Start of SUPPLIED RECORDS

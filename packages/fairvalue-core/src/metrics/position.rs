//! Per-position expected value, Kelly sizing and zone bounds.

use super::zones::{sell_zone_bounds, sell_zone_status, solve_price_for_ev_threshold};
use crate::constants::{
    ADD_EV_THRESHOLD, BETA_DOWNSIDE_BREAKPOINTS, BUY_ZONE_BAND, DEFAULT_PROBABILITY_POSITIVE,
    FALLBACK_BUY_ZONE_MAX, FALLBACK_BUY_ZONE_MIN, FALLBACK_DOWNSIDE_RISK, HIGH_BETA_DOWNSIDE_RISK,
    MAX_HALF_KELLY_PERCENT, MIN_DOWNSIDE_MAGNITUDE, SELL_EV_THRESHOLD, TRIM_EV_THRESHOLD,
};
use crate::types::{Assessment, Position, SellZoneStatus};

/// Downside risk in percent implied by a beta.
///
/// Absent or non-positive betas fall back to -20%.
pub fn calibrate_downside_risk(beta: Option<f64>) -> f64 {
    let beta = match beta {
        Some(beta) if beta > 0.0 => beta,
        _ => return FALLBACK_DOWNSIDE_RISK,
    };

    BETA_DOWNSIDE_BREAKPOINTS
        .iter()
        .find(|(breakpoint, _)| beta < *breakpoint)
        .map(|(_, downside)| *downside)
        .unwrap_or(HIGH_BETA_DOWNSIDE_RISK)
}

/// Map an expected value onto the Add/Hold/Trim/Sell bands.
///
/// EV > 7 is Add, 3..=7 is Hold, 0..3 is Trim and anything negative is Sell.
pub fn assess(expected_value: f64) -> Assessment {
    if expected_value > ADD_EV_THRESHOLD {
        Assessment::Add
    } else if expected_value >= TRIM_EV_THRESHOLD {
        Assessment::Hold
    } else if expected_value >= SELL_EV_THRESHOLD {
        Assessment::Trim
    } else {
        Assessment::Sell
    }
}

/// Kelly fraction in percent for a b-ratio and win probability, clamped at zero.
pub fn kelly_fraction(b_ratio: f64, probability_positive: f64) -> f64 {
    if b_ratio <= 0.0 {
        return 0.0;
    }
    let kelly = ((b_ratio * probability_positive) - (1.0 - probability_positive)) / b_ratio * 100.0;
    kelly.max(0.0)
}

/// Recompute every derived field of `position` from its inputs.
///
/// This never fails. Degenerate inputs such as a zero price or a missing
/// fair value leave the affected fields at zero. A missing downside risk is
/// calibrated from beta and a missing or out-of-range probability is
/// replaced by the default; both are written back to the position.
pub fn calculate_metrics(position: &mut Position) {
    reset_derived(position);

    let beta = position.beta;
    let downside_risk = *position
        .downside_risk
        .get_or_insert_with(|| calibrate_downside_risk(beta));

    if position.current_price > 0.0 && position.fair_value > 0.0 {
        position.upside_potential =
            ((position.fair_value - position.current_price) / position.current_price) * 100.0;
    }
    let upside = position.upside_potential;

    let p = match position.probability_positive {
        Some(p) if p > 0.0 && p <= 1.0 => p,
        _ => DEFAULT_PROBABILITY_POSITIVE,
    };
    position.probability_positive = Some(p);

    position.b_ratio = upside / downside_risk.abs().max(MIN_DOWNSIDE_MAGNITUDE);
    position.expected_value = (p * upside) + ((1.0 - p) * downside_risk);
    position.kelly_fraction = kelly_fraction(position.b_ratio, p);
    position.half_kelly_suggested = (position.kelly_fraction / 2.0).min(MAX_HALF_KELLY_PERCENT);
    position.assessment = Some(assess(position.expected_value));

    if position.fair_value > 0.0 {
        match solve_price_for_ev_threshold(position.fair_value, p, downside_risk, ADD_EV_THRESHOLD) {
            Some(max) => {
                position.buy_zone_max = max;
                position.buy_zone_min = max * BUY_ZONE_BAND;
            }
            None => {
                tracing::warn!(
                    ticker = %position.ticker,
                    "buy zone solve infeasible, falling back to price band"
                );
                position.buy_zone_min = position.current_price * FALLBACK_BUY_ZONE_MIN;
                position.buy_zone_max = position.current_price * FALLBACK_BUY_ZONE_MAX;
            }
        }
    }

    match sell_zone_bounds(position.fair_value, p, downside_risk) {
        Some(zone) => {
            position.sell_zone_lower_bound = zone.lower_bound;
            position.sell_zone_upper_bound = zone.upper_bound;
            position.sell_zone_status = Some(sell_zone_status(position.expected_value));
        }
        None => position.sell_zone_status = Some(SellZoneStatus::NoSellZone),
    }

    tracing::trace!(
        ticker = %position.ticker,
        expected_value = position.expected_value,
        kelly = position.kelly_fraction,
        assessment = ?position.assessment,
        "position metrics calculated"
    );
}

fn reset_derived(position: &mut Position) {
    position.upside_potential = 0.0;
    position.b_ratio = 0.0;
    position.expected_value = 0.0;
    position.kelly_fraction = 0.0;
    position.half_kelly_suggested = 0.0;
    position.assessment = None;
    position.buy_zone_min = 0.0;
    position.buy_zone_max = 0.0;
    position.sell_zone_lower_bound = 0.0;
    position.sell_zone_upper_bound = 0.0;
    position.sell_zone_status = None;
}

impl Position {
    /// Return a copy of this position with all derived metrics calculated.
    pub fn with_metrics(mut self) -> Self {
        calculate_metrics(&mut self);
        self
    }
}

End of SUPPLIED RECORDS

# ASSIGNED TASK
Return each record exactly as given.

# EXERCISE OUTPUT
filename packages/fairvalue-core/src/metrics/position.rs
//! Per-position expected value, Kelly sizing and zone bounds.

use super::zones::{sell_zone_bounds, sell_zone_status, solve_price_for_ev_threshold};
use crate::constants::{
    ADD_EV_THRESHOLD, BETA_DOWNSIDE_BREAKPOINTS, BUY_ZONE_BAND, DEFAULT_PROBABILITY_POSITIVE,
    FALLBACK_BUY_ZONE_MAX, FALLBACK_BUY_ZONE_MIN, FALLBACK_DOWNSIDE_RISK, HIGH_BETA_DOWNSIDE_RISK,
    MAX_HALF_KELLY_PERCENT, MIN_DOWNSIDE_MAGNITUDE, SELL_EV_THRESHOLD, TRIM_EV_THRESHOLD,
};
use crate::types::{Assessment, Position, SellZoneStatus};

/// Downside risk in percent implied by a beta.
///
/// Absent or non-positive betas fall back to -20%.
pub fn calibrate_downside_risk(beta: Option<f64>) -> f64 {
    let beta = match beta {
        Some(beta) if beta > 0.0 => beta,
        _ => return FALLBACK_DOWNSIDE_RISK,
    };

    BETA_DOWNSIDE_BREAKPOINTS
        .iter()
        .find(|(breakpoint, _)| beta < *breakpoint)
        .map(|(_, downside)| *downside)
        .unwrap_or(HIGH_BETA_DOWNSIDE_RISK)
}

/// Map an expected value onto the Add/Hold/Trim/Sell bands.
///
/// EV > 7 is Add, 3..=7 is Hold, 0..3 is Trim and anything negative is Sell.
pub fn assess(expected_value: f64) -> Assessment {
    if expected_value > ADD_EV_THRESHOLD {
        Assessment::Add
    } else if expected_value >= TRIM_EV_THRESHOLD {
        Assessment::Hold
    } else if expected_value >= SELL_EV_THRESHOLD {
        Assessment::Trim
    } else {
        Assessment::Sell
    }
}

/// Kelly fraction in percent for a b-ratio and win probability, clamped at zero.
pub fn kelly_fraction(b_ratio: f64, probability_positive: f64) -> f64 {
    if b_ratio <= 0.0 {
        return 0.0;
    }
    let kelly = ((b_ratio * probability_positive) - (1.0 - probability_positive)) / b_ratio * 100.0;
    kelly.max(0.0)
}

/// Recompute every derived field of `position` from its inputs.
///
/// This never fails. Degenerate inputs such as a zero price or a missing
/// fair value leave the affected fields at zero. A missing downside risk is
/// calibrated from beta and a missing or out-of-range probability is
/// replaced by the default; both are written back to the position.
pub fn calculate_metrics(position: &mut Position) {
    reset_derived(position);

    let beta = position.beta;
    let downside_risk = *position
        .downside_risk
        .get_or_insert_with(|| calibrate_downside_risk(beta));

    if position.current_price > 0.0 && position.fair_value > 0.0 {
        position.upside_potential =
            ((position.fair_value - position.current_price) / position.current_price) * 100.0;
    }
    let upside = position.upside_potential;

    let p = match position.probability_positive {
        Some(p) if p > 0.0 && p <= 1.0 => p,
        _ => DEFAULT_PROBABILITY_POSITIVE,
    };
    position.probability_positive = Some(p);

    position.b_ratio = upside / downside_risk.abs().max(MIN_DOWNSIDE_MAGNITUDE);
    position.expected_value = (p * upside) + ((1.0 - p) * downside_risk);
    position.kelly_fraction = kelly_fraction(position.b_ratio, p);
    position.half_kelly_suggested = (position.kelly_fraction / 2.0).min(MAX_HALF_KELLY_PERCENT);
    position.assessment = Some(assess(position.expected_value));

    if position.fair_value > 0.0 {
        match solve_price_for_ev_threshold(position.fair_value, p, downside_risk, ADD_EV_THRESHOLD) {
            Some(max) => {
                position.buy_zone_max = max;
                position.buy_zone_min = max * BUY_ZONE_BAND;
            }
            None => {
                tracing::warn!(
                    ticker = %position.ticker,
                    "buy zone solve infeasible, falling back to price band"
                );
                position.buy_zone_min = position.current_price * FALLBACK_BUY_ZONE_MIN;
                position.buy_zone_max = position.current_price * FALLBACK_BUY_ZONE_MAX;
            }
        }
    }

    match sell_zone_bounds(position.fair_value, p, downside_risk) {
        Some(zone) => {
            position.sell_zone_lower_bound = zone.lower_bound;
            position.sell_zone_upper_bound = zone.upper_bound;
            position.sell_zone_status = Some(sell_zone_status(position.expected_value));
        }
        None => position.sell_zone_status = Some(SellZoneStatus::NoSellZone),
    }

    tracing::trace!(
        ticker = %position.ticker,
        expected_value = position.expected_value,
        kelly = position.kelly_fraction,
        assessment = ?position.assessment,
        "position metrics calculated"
    );
}

fn reset_derived(position: &mut Position) {
    position.upside_potential = 0.0;
    position.b_ratio = 0.0;
    position.expected_value = 0.0;
    position.kelly_fraction = 0.0;
    position.half_kelly_suggested = 0.0;
    position.assessment = None;
    position.buy_zone_min = 0.0;
    position.buy_zone_max = 0.0;
    position.sell_zone_lower_bound = 0.0;
    position.sell_zone_upper_bound = 0.0;
    position.sell_zone_status = None;
}

impl Position {
    /// Return a copy of this position with all derived metrics calculated.
    pub fn with_metrics(mut self) -> Self {
        calculate_metrics(&mut self);
        self
    }
}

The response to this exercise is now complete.